Preparation of thin, fine-grained, tantalum metal replicas for freeze-fracture electron microscopy.

Two critical factors in the preparation of metal films on biological specimens are the type of metal used and the potentially damaging effects of radiant energy from the hot metal source. The excessive heating of surfaces is a major limitation to the replication of heat-sensitive aqueous specimens with refractory metals such as tungsten and tantalum, although these metals are known to form smaller grains and thinner films than the more commonly used platinum/carbon deposited under similar conditions. We describe here an electron gun designed for the evaporation of pure tantalum; surface heating is reduced through intermittent deposition controlled by varying the open/closed intervals of a fast shutter that operates in ultra-high vacuum. The effectiveness of the shutter was evaluated with a thin thermocouple in place of the specimen.
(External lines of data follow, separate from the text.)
//! Transaction RAG service: retrieval-augmented question answering over a
//! user's bank-transaction corpus.
//!
//! The pipeline per query: extract a structured filter from the prompt,
//! detect its language, classify it into one of four execution modes, run
//! the retrieval/aggregation kernel for that mode, then either synthesize a
//! deterministic statistical answer or assemble a prompt bundle and call the
//! chat model — unary or streamed.

pub mod config;
pub mod errors;
pub mod handlers;
pub mod models;
pub mod nlp;
pub mod services;
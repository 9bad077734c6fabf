//! Tests against the real LLM gateway. Ignored by default; run with
//! `cargo test -- --ignored` after exporting LLM_API_KEY (and optionally
//! LLM_BASE_URL / LLM_MODEL).

use futures_util::StreamExt;

use txn_rag::config::AppConfig;
use txn_rag::services::llm::{ChatMessage, ChatModel, OpenAiChatClient};

#[tokio::test]
#[ignore] // Requires network access and LLM_API_KEY
async fn unary_completion_round_trips() {
    let config = AppConfig::from_env();
    let client = OpenAiChatClient::from_config(&config).expect("client");

    let reply = client
        .complete(&[ChatMessage::user("Reply with the single word OK.")])
        .await
        .expect("completion");
    assert!(!reply.trim().is_empty());
}

#[tokio::test]
#[ignore] // Requires network access and LLM_API_KEY
async fn streaming_yields_ordered_fragments() {
    let config = AppConfig::from_env();
    let client = OpenAiChatClient::from_config(&config).expect("client");

    let mut stream = client
        .stream(&[ChatMessage::user("Count from 1 to 5, digits only.")])
        .await
        .expect("stream start");

    let mut full = String::new();
    while let Some(chunk) = stream.next().await {
        full.push_str(&chunk.expect("chunk"));
    }
    assert!(!full.trim().is_empty());
}
//! Per-user corpus registry.
//!
//! The registry is the only shared mutable structure in the service. Reads
//! are lock-free snapshots; `replace` swaps in a freshly built store as one
//! `Arc`, so a concurrent reader observes either the old corpus or the new
//! one in full, never a mix.

use std::sync::Arc;
use std::time::{Duration, Instant};

use chrono::{DateTime, Utc};
use dashmap::DashMap;
use finsight_observability::info;

use super::vector_index::VectorIndex;
use crate::models::Document;

/// A user's in-memory corpus: documents and the index derived from them.
/// Both are built together and never mutated after publication.
#[derive(Debug)]
pub struct UserStore {
    pub documents: Vec<Document>,
    pub index: VectorIndex,
    pub created_at: DateTime<Utc>,
    pub updated_at: DateTime<Utc>,
}

struct StoreEntry {
    store: Arc<UserStore>,
    last_used: Instant,
}

pub struct UserStores {
    entries: DashMap<String, StoreEntry>,
    ttl: Duration,
}

impl UserStores {
    pub fn new(ttl_seconds: u64) -> Self {
        Self {
            entries: DashMap::new(),
            ttl: Duration::from_secs(ttl_seconds),
        }
    }

    /// Snapshot a user's store, touching its idle clock. An entry past its
    /// TTL is dropped as if it were never there; the user must re-ingest.
    pub fn get(&self, user_id: &str) -> Option<Arc<UserStore>> {
        {
            let mut entry = self.entries.get_mut(user_id)?;
            if entry.last_used.elapsed() <= self.ttl {
                entry.last_used = Instant::now();
                return Some(entry.store.clone());
            }
        }
        self.entries.remove(user_id);
        info!(user_id, "evicted idle user store");
        None
    }

    /// Atomically publish a freshly built corpus for the user. Last writer
    /// wins; `created_at` survives across replacements.
    pub fn replace(
        &self,
        user_id: &str,
        documents: Vec<Document>,
        index: VectorIndex,
    ) -> Arc<UserStore> {
        let now = Utc::now();
        let created_at = self
            .entries
            .get(user_id)
            .map(|e| e.store.created_at)
            .unwrap_or(now);

        let store = Arc::new(UserStore {
            documents,
            index,
            created_at,
            updated_at: now,
        });

        self.entries.insert(
            user_id.to_string(),
            StoreEntry { store: store.clone(), last_used: Instant::now() },
        );
        store
    }

    /// `(count, updated_at)` for the status endpoint, without touching the
    /// idle clock.
    pub fn status(&self, user_id: &str) -> Option<(usize, DateTime<Utc>)> {
        let entry = self.entries.get(user_id)?;
        if entry.last_used.elapsed() > self.ttl {
            return None;
        }
        Some((entry.store.documents.len(), entry.store.updated_at))
    }

    /// Drop stores idle past the TTL. Safe because stores are rebuildable
    /// from an upstream re-ingest.
    pub fn sweep_idle(&self) -> usize {
        let before = self.entries.len();
        let ttl = self.ttl;
        self.entries.retain(|_, entry| entry.last_used.elapsed() <= ttl);
        let evicted = before - self.entries.len();
        if evicted > 0 {
            info!(evicted, "swept idle user stores");
        }
        evicted
    }

    pub fn len(&self) -> usize {
        self.entries.len()
    }

    pub fn is_empty(&self) -> bool {
        self.entries.is_empty()
    }
}

#[cfg(test)]
mod tests {
    use super::*;
    use crate::models::Transaction;

    fn docs(n: usize, tag: &str) -> Vec<Document> {
        (0..n)
            .map(|i| {
                Document::from_transaction(Transaction {
                    txn_id: Some(format!("{tag}-{i}")),
                    amount: 100.0,
                    ..Transaction::default()
                })
            })
            .collect()
    }

    fn index_for(docs: &[Document]) -> VectorIndex {
        VectorIndex::from_embeddings(vec![vec![1.0, 0.0]; docs.len()], 2).unwrap()
    }

    #[test]
    fn stores_are_isolated_per_user() {
        let stores = UserStores::new(3600);
        let a = docs(10, "u1");
        let b = docs(5, "u2");
        let (ia, ib) = (index_for(&a), index_for(&b));
        stores.replace("u1", a, ia);
        stores.replace("u2", b, ib);

        let u1 = stores.get("u1").unwrap();
        let u2 = stores.get("u2").unwrap();
        assert_eq!(u1.documents.len(), 10);
        assert_eq!(u2.documents.len(), 5);
        assert!(u1.documents.iter().all(|d| d.txn.txn_id.as_deref().unwrap().starts_with("u1")));
        assert!(u2.documents.iter().all(|d| d.txn.txn_id.as_deref().unwrap().starts_with("u2")));
    }

    #[test]
    fn replace_preserves_created_at_and_bumps_updated_at() {
        let stores = UserStores::new(3600);
        let first = docs(2, "a");
        let idx = index_for(&first);
        let v1 = stores.replace("u", first, idx);

        let second = docs(3, "b");
        let idx = index_for(&second);
        let v2 = stores.replace("u", second, idx);

        assert_eq!(v1.created_at, v2.created_at);
        assert!(v2.updated_at >= v1.updated_at);
        assert_eq!(stores.get("u").unwrap().documents.len(), 3);
    }

    #[test]
    fn reader_snapshot_survives_replace() {
        let stores = UserStores::new(3600);
        let first = docs(2, "a");
        let idx = index_for(&first);
        stores.replace("u", first, idx);

        let snapshot = stores.get("u").unwrap();
        let second = docs(7, "b");
        let idx = index_for(&second);
        stores.replace("u", second, idx);

        // The old snapshot is still complete and consistent.
        assert_eq!(snapshot.documents.len(), 2);
        assert_eq!(snapshot.index.len(), 2);
        assert_eq!(stores.get("u").unwrap().documents.len(), 7);
    }

    #[test]
    fn concurrent_snapshots_see_whole_stores() {
        let stores = Arc::new(UserStores::new(3600));
        let a = docs(4, "a");
        let idx = index_for(&a);
        stores.replace("u", a, idx);

        let writer = {
            let stores = stores.clone();
            std::thread::spawn(move || {
                for _ in 0..200 {
                    let b = docs(9, "b");
                    let idx = index_for(&b);
                    stores.replace("u", b, idx);
                }
            })
        };

        for _ in 0..200 {
            let snap = stores.get("u").unwrap();
            // A snapshot is always one of the two complete corpora; the
            // index is always positionally aligned with the documents.
            assert!(snap.documents.len() == 4 || snap.documents.len() == 9);
            assert_eq!(snap.documents.len(), snap.index.len());
        }

        writer.join().unwrap();
    }

    #[test]
    fn idle_entries_are_evicted() {
        let stores = UserStores::new(0);
        let d = docs(1, "a");
        let idx = index_for(&d);
        stores.replace("u", d, idx);

        std::thread::sleep(Duration::from_millis(5));
        assert!(stores.get("u").is_none());
        assert!(stores.is_empty() || stores.sweep_idle() > 0);
    }
}
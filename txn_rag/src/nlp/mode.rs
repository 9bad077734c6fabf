//! Deterministic query-mode classification.
//!
//! Routes a prompt to one of the four execution pipelines based on fixed
//! signal-word sets (English, Devanagari and Hinglish) plus the extracted
//! filter. Pure function of its inputs.

use std::sync::LazyLock;

use regex::Regex;

use super::filters::FilterSpec;
use crate::models::QueryMode;

static STATISTICAL_RE: LazyLock<Regex> = LazyLock::new(|| {
    Regex::new(
        r"(?i)\b(count|how many|number of|total amount|total transactions|sum of|sum|average|avg|minimum|maximum|kitna|kitne|kitni|कितना|कितने|कितनी|कुल)\b",
    )
    .unwrap()
});

static ANALYTICAL_RE: LazyLock<Regex> = LazyLock::new(|| {
    Regex::new(
        r"(?i)\b(summari[sz]e|summary|overview|analy\w*|pattern|patterns|trend|trends|unusual|anomal\w*|scan|insight|insights|samjhao|vishleshan|सारांश|विश्लेषण|समझाओ)\b",
    )
    .unwrap()
});

static LOOKUP_RE: LazyLock<Regex> = LazyLock::new(|| {
    Regex::new(r"(?i)(\b(transaction id|txn id|reference number)\b)|(\b(find|show)\b[^.?!]{0,60}\btransaction\b)")
        .unwrap()
});

static BROAD_RE: LazyLock<Regex> = LazyLock::new(|| {
    Regex::new(r"(?i)\b(all|every|saari|sabhi|sab|list|everything|सभी|सारी)\b").unwrap()
});

/// Select exactly one execution mode for the prompt.
///
/// Priority: pure statistics (no narrative needed) → analytical narration →
/// specific lookup → filtered scan → vector search default.
pub fn classify(prompt: &str, filters: &FilterSpec) -> QueryMode {
    let statistical = STATISTICAL_RE.is_match(prompt);
    let analytical = ANALYTICAL_RE.is_match(prompt);
    let broad = BROAD_RE.is_match(prompt);
    let lookup = LOOKUP_RE.is_match(prompt)
        || !filters.txn_ids.is_empty()
        || !filters.narration_terms.is_empty();

    if statistical && !analytical {
        return QueryMode::Statistical;
    }
    if analytical {
        return QueryMode::Analytical;
    }
    if lookup && !broad {
        return QueryMode::VectorSearch;
    }
    if filters.has_predicates() {
        return QueryMode::SmartFull;
    }
    QueryMode::VectorSearch
}
//! Sentence-embedding provider.
//!
//! A single model instance is shared across all users; it is large and
//! read-only after load. Inference is CPU-bound and is dispatched to the
//! blocking pool by the async wrappers below.

use std::sync::Arc;

use anyhow::{anyhow, Result};
use fastembed::{EmbeddingModel, InitOptions, TextEmbedding};

/// All stores hold vectors of this width.
pub const EMBEDDING_DIMENSION: usize = 384;

const EMBED_BATCH_SIZE: usize = 256;

/// Text → vector provider. Deterministic for fixed input and model.
pub trait Embedder: Send + Sync {
    fn embed_batch(&self, texts: Vec<String>) -> Result<Vec<Vec<f32>>>;

    fn embed_one(&self, text: &str) -> Result<Vec<f32>> {
        self.embed_batch(vec![text.to_string()])?
            .into_iter()
            .next()
            .ok_or_else(|| anyhow!("embedding model returned no vector"))
    }

    fn dimension(&self) -> usize;
}

/// Local MiniLM-class encoder backed by fastembed.
pub struct LocalEmbedder {
    model: TextEmbedding,
    dimension: usize,
}

impl LocalEmbedder {
    /// Load the model. Failure here is fatal for the service: without an
    /// encoder there is nothing to serve.
    pub fn new(model_id: &str) -> Result<Self> {
        let embedding_model = match model_id {
            id if id.contains("all-MiniLM-L6-v2") || id.contains("AllMiniLML6V2") => {
                EmbeddingModel::AllMiniLML6V2
            }
            id if id.contains("bge-small") || id.contains("BGESmallENV15") => {
                EmbeddingModel::BGESmallENV15
            }
            _ => EmbeddingModel::AllMiniLML6V2,
        };

        let cache_dir = std::env::var("FASTEMBED_CACHE_PATH")
            .ok()
            .or_else(|| std::env::var("HOME").ok().map(|home| format!("{home}/.cache/fastembed")))
            .unwrap_or_else(|| ".fastembed_cache".to_string());

        let model = TextEmbedding::try_new(
            InitOptions::new(embedding_model)
                .with_cache_dir(std::path::PathBuf::from(cache_dir))
                .with_show_download_progress(false),
        )
        .map_err(|e| anyhow!("failed to initialize embedding model {model_id}: {e}"))?;

        // Probe once so the advertised dimension is the measured one.
        let probe = model
            .embed(vec!["dimension probe"], None)
            .map_err(|e| anyhow!("embedding model probe failed: {e}"))?;
        let dimension = probe.first().map(Vec::len).unwrap_or(0);
        if dimension != EMBEDDING_DIMENSION {
            return Err(anyhow!(
                "embedding model {model_id} produces {dimension}-dim vectors, expected {EMBEDDING_DIMENSION}"
            ));
        }

        Ok(Self { model, dimension })
    }
}

impl Embedder for LocalEmbedder {
    fn embed_batch(&self, texts: Vec<String>) -> Result<Vec<Vec<f32>>> {
        if texts.is_empty() {
            return Ok(Vec::new());
        }
        self.model
            .embed(texts, Some(EMBED_BATCH_SIZE))
            .map_err(|e| anyhow!("failed to generate embeddings: {e}"))
    }

    fn dimension(&self) -> usize {
        self.dimension
    }
}

/// Embed a document batch on the blocking pool.
pub async fn embed_documents(
    embedder: Arc<dyn Embedder>,
    texts: Vec<String>,
) -> Result<Vec<Vec<f32>>> {
    tokio::task::spawn_blocking(move || embedder.embed_batch(texts))
        .await
        .map_err(|e| anyhow!("embedding task panicked: {e}"))?
}

/// Embed a single query string on the blocking pool.
pub async fn embed_query(embedder: Arc<dyn Embedder>, text: String) -> Result<Vec<f32>> {
    tokio::task::spawn_blocking(move || embedder.embed_one(&text))
        .await
        .map_err(|e| anyhow!("embedding task panicked: {e}"))?
}
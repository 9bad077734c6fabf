//! Deterministic answer generation for the statistical fast path.
//!
//! No model call: the reply is synthesized straight from the aggregates, in
//! the language of the question, and is safe to cache.

use crate::models::{format_inr, Statistics};
use crate::nlp::Language;

/// Short markdown block: a one-line verdict plus a table of the salient
/// numbers, with per-type and per-mode rows when available.
pub fn statistical_answer(
    stats: &Statistics,
    filters_applied: &[String],
    language: Language,
) -> String {
    if stats.count == 0 {
        return match language {
            Language::HindiDevanagari => {
                "आपके सवाल से मेल खाने वाली कोई ट्रांज़ैक्शन नहीं मिली।".to_string()
            }
            Language::Hinglish => {
                "Aapke filters ke hisaab se koi transaction nahi mili.".to_string()
            }
            Language::English => "No transactions found matching your query.".to_string(),
        };
    }

    let filter_note = if filters_applied.is_empty() {
        String::new()
    } else {
        format!(" ({})", filters_applied.join(", "))
    };

    let (verdict, metric_h, value_h, count_l, total_l, average_l, min_l, max_l) = match language {
        Language::HindiDevanagari => (
            format!(
                "आपके सवाल से {} ट्रांज़ैक्शन मेल खाती हैं, कुल राशि {}{}।",
                stats.count,
                format_inr(stats.total),
                filter_note
            ),
            "मीट्रिक",
            "मान",
            "कुल ट्रांज़ैक्शन",
            "कुल राशि",
            "औसत",
            "न्यूनतम",
            "अधिकतम",
        ),
        Language::Hinglish => (
            format!(
                "Aapke query se {} transactions match hui, total {}{}.",
                stats.count,
                format_inr(stats.total),
                filter_note
            ),
            "Metric",
            "Value",
            "Count",
            "Total",
            "Average",
            "Minimum",
            "Maximum",
        ),
        Language::English => (
            format!(
                "Found {} matching transaction(s) totalling {}{}.",
                stats.count,
                format_inr(stats.total),
                filter_note
            ),
            "Metric",
            "Value",
            "Count",
            "Total",
            "Average",
            "Minimum",
            "Maximum",
        ),
    };

    let mut out = String::new();
    out.push_str(&verdict);
    out.push_str("\n\n");
    out.push_str(&format!("| {metric_h} | {value_h} |\n|---|---|\n"));
    out.push_str(&format!("| {count_l} | {} |\n", stats.count));
    out.push_str(&format!("| {total_l} | {} |\n", format_inr(stats.total)));
    out.push_str(&format!("| {average_l} | {} |\n", format_inr(stats.average)));
    if let Some(min) = stats.min {
        out.push_str(&format!("| {min_l} | {} |\n", format_inr(min)));
    }
    if let Some(max) = stats.max {
        out.push_str(&format!("| {max_l} | {} |\n", format_inr(max)));
    }

    if let Some(by_type) = &stats.by_type {
        for (kind, bucket) in by_type {
            out.push_str(&format!(
                "| {kind} | {} × {} |\n",
                bucket.count,
                format_inr(bucket.total)
            ));
        }
    }
    if let Some(by_mode) = &stats.by_mode {
        for (mode, bucket) in by_mode {
            out.push_str(&format!(
                "| {mode} | {} × {} |\n",
                bucket.count,
                format_inr(bucket.total)
            ));
        }
    }

    out
}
The composition of the replicas was determined by x-ray microanalysis and by direct observation of the initial melting and subsequent evaporation of the tantalum bead supported on a tungsten rod that remained unchanged during the evaporation. The quality of the tantalum replicas was demonstrated with freeze-fracture replicas of reconstituted proteoliposomes and native membrane vesicles. With shutter intervals of 0.5 sec open and 1.0 sec closed, the surface heating was reduced enough to prevent unintentional etching and to preserve small pits complementary to protein particles in hydrophobic membrane surfaces and in ice.